DEEP PURPLE 50 - Part 5: Live albums, tributes and epigones

28. August 2018

Deep Purple

DEEP PURPLE 50 - Teil 5: Livealben, Tributes und Epigonen

What will remain of Deep Purple once the "The Long Goodbye Tour" is over? Will the tribute bands and epigones take over and do justice to the hard rock legend? Can they re-create the myth of Deep Purple in their songs or concerts? Or does the group, which is celebrated as the Liverock band, remain unique because of all its facets? These and other questions are addressed in the fifth part of our series of articles on half a century of Deep Purple.

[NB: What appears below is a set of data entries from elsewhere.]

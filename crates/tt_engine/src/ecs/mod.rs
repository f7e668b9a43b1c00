//! Entity-Component-System implementation
//!
//! Game objects are plain entity ids. Behaviour comes from the components
//! attached to them and from the systems the scheduler runs over them.

pub mod world;
pub mod entity;
pub mod component;
pub mod system;
pub mod scheduler;
pub mod factory;
pub mod components;
pub mod systems;
mod error;

#[cfg(test)]
mod tests;

pub use world::World;
pub use entity::EntityId;
pub use component::{Component, ComponentSet};
pub use system::{FrameTime, System, SystemContext, SystemPhase};
pub use scheduler::{SystemId, SystemScheduler};
pub use factory::EntityFactory;
pub use error::EcsError;
//! ECS components
//!
//! Plain data attached to entities. A few components run hooks on attach and
//! detach to keep screen registries consistent.

pub mod position;
pub mod scale;
pub mod draw;
pub mod sprite;
pub mod animation;
pub mod field;
pub mod text;
pub mod script;
pub mod audio;
pub mod screen;
pub mod collision;

pub use position::{PositionComponent, VelocityComponent};
pub use scale::ScaleComponent;
pub use draw::DrawComponent;
pub use sprite::{circles_overlap, ColliderView, CollisionTest, SpriteComponent};
pub use animation::{AnimatedSpriteComponent, AnimationType};
pub use field::SpriteFieldComponent;
pub use text::TextComponent;
pub use script::{BasicScript, Modifier, Script, ScriptComponent, ScriptContext};
pub use audio::AudioComponent;
pub use screen::ScreenComponent;
pub use collision::{CollisionHandler, CollisionHandlerComponent, CollisionStateComponent};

"Made In Japan", musicians - whether involved in Deep Purple or not - are still on their knees today. Ian Paice, Roger Glover, Lars Ulrich, Rick Wakeman, Farin Urlaub or Bruce Dickinson - the list of admirers is colourful, prominent and almost endless. It's exciting when you ask Ritchie Blackmore about it. "Do you really want to know how you sound when you're supposed to be at your creative and playful peak? No! As much as I have always taken up and understood concerts with Deep Purple, Rainbow and Blackmore's Night as a challenge, they are over for me as soon as the last note is played at the gig. As I was preparing for the Reunion concerts with Rainbow this year and the two years before, I listened to the studio versions of the Purple and Rainbow songs and none of the live albums, not even'Made In Japan'. Of course I have heard the album before, for the first time together with Ian Gillan as a finished record. I was surprised it sounded so good. After all, I had hepatitis before and it was the first gigs after the illness. Jon knew it before, of course, while Paicey and Glover were even in the mix. I could have relied on Jon because he would have prevented the release if Gillan and I had come across it badly."

Besides Blackmore, who manages and performs his own legacy together with Deep Purple with his newly formed Rainbow, Purple also do some rounds of honour live. "Because of me their farewell can become very long, because as long as they mainly play my songs, my till rings", the New York-based guitarist and composer is not entirely selfless. The various tribute bands also bring some change. But also Whitesnake with their "The Purple Tour" contributed to this. And Glenn Hughes is touring Germany this fall with a pure Purple show.